*** Block opens ***

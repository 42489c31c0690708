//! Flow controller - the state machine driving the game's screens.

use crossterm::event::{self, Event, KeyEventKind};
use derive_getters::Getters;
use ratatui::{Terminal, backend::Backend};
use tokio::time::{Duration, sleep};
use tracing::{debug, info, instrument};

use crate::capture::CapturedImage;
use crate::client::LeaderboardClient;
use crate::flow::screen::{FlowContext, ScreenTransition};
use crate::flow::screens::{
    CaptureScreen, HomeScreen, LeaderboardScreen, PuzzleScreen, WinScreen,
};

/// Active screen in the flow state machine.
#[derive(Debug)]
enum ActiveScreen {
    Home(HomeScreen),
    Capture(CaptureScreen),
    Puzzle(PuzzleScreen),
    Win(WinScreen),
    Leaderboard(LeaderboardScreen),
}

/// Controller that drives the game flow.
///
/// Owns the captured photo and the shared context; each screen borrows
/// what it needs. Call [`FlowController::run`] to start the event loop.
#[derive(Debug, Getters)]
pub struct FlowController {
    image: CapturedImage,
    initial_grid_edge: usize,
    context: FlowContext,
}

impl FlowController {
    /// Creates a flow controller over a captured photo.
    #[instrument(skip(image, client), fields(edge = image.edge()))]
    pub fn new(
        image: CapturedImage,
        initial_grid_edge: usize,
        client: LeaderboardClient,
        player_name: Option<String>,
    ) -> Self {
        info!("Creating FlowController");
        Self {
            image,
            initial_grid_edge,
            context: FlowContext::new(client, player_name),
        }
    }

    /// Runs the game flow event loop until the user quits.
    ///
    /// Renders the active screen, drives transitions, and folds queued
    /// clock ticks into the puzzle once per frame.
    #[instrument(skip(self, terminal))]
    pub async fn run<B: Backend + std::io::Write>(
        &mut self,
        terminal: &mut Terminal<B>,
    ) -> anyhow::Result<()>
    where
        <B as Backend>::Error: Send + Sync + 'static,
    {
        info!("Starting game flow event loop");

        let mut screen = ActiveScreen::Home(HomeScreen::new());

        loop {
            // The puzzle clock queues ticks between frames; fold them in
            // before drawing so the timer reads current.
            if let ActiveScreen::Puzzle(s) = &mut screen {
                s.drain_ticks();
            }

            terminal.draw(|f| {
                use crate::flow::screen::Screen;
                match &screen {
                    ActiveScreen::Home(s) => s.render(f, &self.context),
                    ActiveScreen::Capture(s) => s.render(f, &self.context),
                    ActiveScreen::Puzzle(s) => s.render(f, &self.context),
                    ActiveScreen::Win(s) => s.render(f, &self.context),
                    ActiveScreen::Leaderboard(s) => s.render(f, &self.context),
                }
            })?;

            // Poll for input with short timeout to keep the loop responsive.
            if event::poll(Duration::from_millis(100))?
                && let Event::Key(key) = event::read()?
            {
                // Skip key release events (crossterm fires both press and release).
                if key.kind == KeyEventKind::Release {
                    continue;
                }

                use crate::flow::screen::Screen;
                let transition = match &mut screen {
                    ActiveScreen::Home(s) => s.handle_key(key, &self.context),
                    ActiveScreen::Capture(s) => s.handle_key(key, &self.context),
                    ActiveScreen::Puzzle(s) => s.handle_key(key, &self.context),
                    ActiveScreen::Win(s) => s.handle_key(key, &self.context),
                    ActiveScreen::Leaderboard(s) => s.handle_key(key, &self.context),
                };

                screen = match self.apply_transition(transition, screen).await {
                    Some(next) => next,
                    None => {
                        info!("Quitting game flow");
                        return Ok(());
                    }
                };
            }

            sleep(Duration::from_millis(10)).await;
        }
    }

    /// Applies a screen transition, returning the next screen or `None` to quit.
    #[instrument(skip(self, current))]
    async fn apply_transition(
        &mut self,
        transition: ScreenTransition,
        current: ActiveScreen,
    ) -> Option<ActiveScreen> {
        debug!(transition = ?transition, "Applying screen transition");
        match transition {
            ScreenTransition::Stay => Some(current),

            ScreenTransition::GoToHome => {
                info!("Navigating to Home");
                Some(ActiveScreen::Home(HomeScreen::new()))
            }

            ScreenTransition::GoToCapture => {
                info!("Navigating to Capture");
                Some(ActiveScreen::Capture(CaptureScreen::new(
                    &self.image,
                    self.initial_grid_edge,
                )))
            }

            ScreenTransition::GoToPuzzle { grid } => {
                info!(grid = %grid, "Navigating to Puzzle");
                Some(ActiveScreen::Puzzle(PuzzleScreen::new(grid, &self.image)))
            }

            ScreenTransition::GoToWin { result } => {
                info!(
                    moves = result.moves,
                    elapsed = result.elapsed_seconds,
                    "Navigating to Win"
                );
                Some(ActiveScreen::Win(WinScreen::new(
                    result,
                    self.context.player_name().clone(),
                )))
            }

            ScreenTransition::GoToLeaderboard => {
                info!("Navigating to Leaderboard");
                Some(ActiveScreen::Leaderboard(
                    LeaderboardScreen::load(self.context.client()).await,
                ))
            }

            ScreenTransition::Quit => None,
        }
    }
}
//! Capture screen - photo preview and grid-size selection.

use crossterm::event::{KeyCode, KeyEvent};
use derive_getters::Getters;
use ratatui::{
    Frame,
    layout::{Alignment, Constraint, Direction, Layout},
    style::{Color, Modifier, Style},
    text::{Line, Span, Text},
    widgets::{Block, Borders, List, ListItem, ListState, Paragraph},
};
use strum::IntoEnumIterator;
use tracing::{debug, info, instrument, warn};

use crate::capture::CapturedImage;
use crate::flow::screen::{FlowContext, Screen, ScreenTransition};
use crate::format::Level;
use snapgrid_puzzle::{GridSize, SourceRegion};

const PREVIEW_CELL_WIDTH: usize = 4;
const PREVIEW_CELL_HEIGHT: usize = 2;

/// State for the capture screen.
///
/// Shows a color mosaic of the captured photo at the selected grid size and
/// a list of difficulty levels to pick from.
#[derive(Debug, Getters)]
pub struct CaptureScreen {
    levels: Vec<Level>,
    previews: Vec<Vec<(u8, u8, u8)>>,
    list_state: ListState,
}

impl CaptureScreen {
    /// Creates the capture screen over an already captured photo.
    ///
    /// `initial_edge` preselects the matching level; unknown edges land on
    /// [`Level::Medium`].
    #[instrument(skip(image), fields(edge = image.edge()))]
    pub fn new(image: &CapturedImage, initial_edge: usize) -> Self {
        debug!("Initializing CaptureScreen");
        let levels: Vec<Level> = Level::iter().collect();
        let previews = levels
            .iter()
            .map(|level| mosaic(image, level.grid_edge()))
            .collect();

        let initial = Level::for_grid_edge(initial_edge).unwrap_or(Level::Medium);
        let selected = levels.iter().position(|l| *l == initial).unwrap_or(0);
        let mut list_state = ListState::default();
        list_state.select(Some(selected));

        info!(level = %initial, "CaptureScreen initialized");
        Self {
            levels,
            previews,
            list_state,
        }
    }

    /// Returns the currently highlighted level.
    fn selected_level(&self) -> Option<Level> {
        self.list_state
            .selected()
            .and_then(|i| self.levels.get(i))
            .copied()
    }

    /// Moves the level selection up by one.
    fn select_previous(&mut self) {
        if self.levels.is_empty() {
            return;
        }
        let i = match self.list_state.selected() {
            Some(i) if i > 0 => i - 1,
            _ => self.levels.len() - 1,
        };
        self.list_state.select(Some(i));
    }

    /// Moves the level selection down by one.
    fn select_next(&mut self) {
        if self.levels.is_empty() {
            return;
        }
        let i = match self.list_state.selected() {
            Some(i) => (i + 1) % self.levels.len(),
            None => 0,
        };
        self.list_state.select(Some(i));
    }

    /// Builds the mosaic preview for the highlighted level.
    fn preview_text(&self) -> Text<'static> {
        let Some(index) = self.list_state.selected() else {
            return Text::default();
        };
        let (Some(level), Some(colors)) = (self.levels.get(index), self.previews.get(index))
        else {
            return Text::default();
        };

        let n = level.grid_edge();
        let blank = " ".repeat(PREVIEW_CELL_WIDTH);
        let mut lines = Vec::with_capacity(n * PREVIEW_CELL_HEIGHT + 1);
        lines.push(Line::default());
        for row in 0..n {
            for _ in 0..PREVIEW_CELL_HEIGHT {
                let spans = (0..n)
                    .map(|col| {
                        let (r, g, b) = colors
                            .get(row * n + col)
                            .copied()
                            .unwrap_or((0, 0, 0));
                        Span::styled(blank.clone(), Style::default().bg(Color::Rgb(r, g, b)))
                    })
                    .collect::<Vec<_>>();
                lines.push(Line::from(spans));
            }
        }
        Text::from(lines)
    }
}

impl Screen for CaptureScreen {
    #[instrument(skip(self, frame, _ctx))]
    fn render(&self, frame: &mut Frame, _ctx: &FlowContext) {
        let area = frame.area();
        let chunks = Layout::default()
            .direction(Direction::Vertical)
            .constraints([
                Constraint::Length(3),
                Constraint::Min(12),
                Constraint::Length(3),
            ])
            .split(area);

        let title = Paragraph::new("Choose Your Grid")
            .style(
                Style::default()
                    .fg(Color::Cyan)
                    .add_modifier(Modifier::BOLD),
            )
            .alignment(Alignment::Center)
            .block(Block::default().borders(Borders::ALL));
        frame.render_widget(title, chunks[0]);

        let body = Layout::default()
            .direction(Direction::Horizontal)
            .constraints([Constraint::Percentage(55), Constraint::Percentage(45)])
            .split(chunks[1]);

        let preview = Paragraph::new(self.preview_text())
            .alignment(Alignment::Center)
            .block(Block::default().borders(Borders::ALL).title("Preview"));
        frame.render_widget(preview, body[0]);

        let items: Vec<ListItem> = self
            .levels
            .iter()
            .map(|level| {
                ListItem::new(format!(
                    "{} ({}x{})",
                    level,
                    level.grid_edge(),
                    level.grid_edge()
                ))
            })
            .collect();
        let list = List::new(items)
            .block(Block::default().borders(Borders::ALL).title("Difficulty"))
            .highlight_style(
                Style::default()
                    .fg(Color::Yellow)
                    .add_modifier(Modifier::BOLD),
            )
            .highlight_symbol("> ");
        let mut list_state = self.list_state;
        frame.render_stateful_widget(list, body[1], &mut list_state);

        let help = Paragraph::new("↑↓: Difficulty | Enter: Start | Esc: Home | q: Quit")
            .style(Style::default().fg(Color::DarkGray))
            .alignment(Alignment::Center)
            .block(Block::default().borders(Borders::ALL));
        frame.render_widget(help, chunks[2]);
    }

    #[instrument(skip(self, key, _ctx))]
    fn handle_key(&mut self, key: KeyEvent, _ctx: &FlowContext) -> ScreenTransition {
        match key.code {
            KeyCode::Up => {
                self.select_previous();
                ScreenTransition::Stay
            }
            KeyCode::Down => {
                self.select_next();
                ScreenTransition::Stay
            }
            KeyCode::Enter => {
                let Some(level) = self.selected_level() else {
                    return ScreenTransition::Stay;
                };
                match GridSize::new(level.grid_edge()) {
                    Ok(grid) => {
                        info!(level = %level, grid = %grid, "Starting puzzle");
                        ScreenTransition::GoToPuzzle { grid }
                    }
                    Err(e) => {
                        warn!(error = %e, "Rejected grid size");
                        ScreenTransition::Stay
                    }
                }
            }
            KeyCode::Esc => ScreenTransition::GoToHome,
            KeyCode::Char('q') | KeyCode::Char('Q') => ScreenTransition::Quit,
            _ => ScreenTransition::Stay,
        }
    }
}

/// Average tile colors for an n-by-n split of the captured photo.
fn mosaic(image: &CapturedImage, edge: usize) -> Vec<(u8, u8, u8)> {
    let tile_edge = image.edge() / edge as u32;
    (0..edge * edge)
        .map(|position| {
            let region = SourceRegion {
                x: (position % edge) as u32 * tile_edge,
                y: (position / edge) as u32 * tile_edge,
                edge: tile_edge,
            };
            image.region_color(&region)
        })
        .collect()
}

*** Block closes ***

> About this task: Select the lines from the entries that include the word "FlowController".

> Expected output:
/// what it needs. Call [`FlowController::run`] to start the event loop.
pub struct FlowController {
impl FlowController {
        info!("Creating FlowController");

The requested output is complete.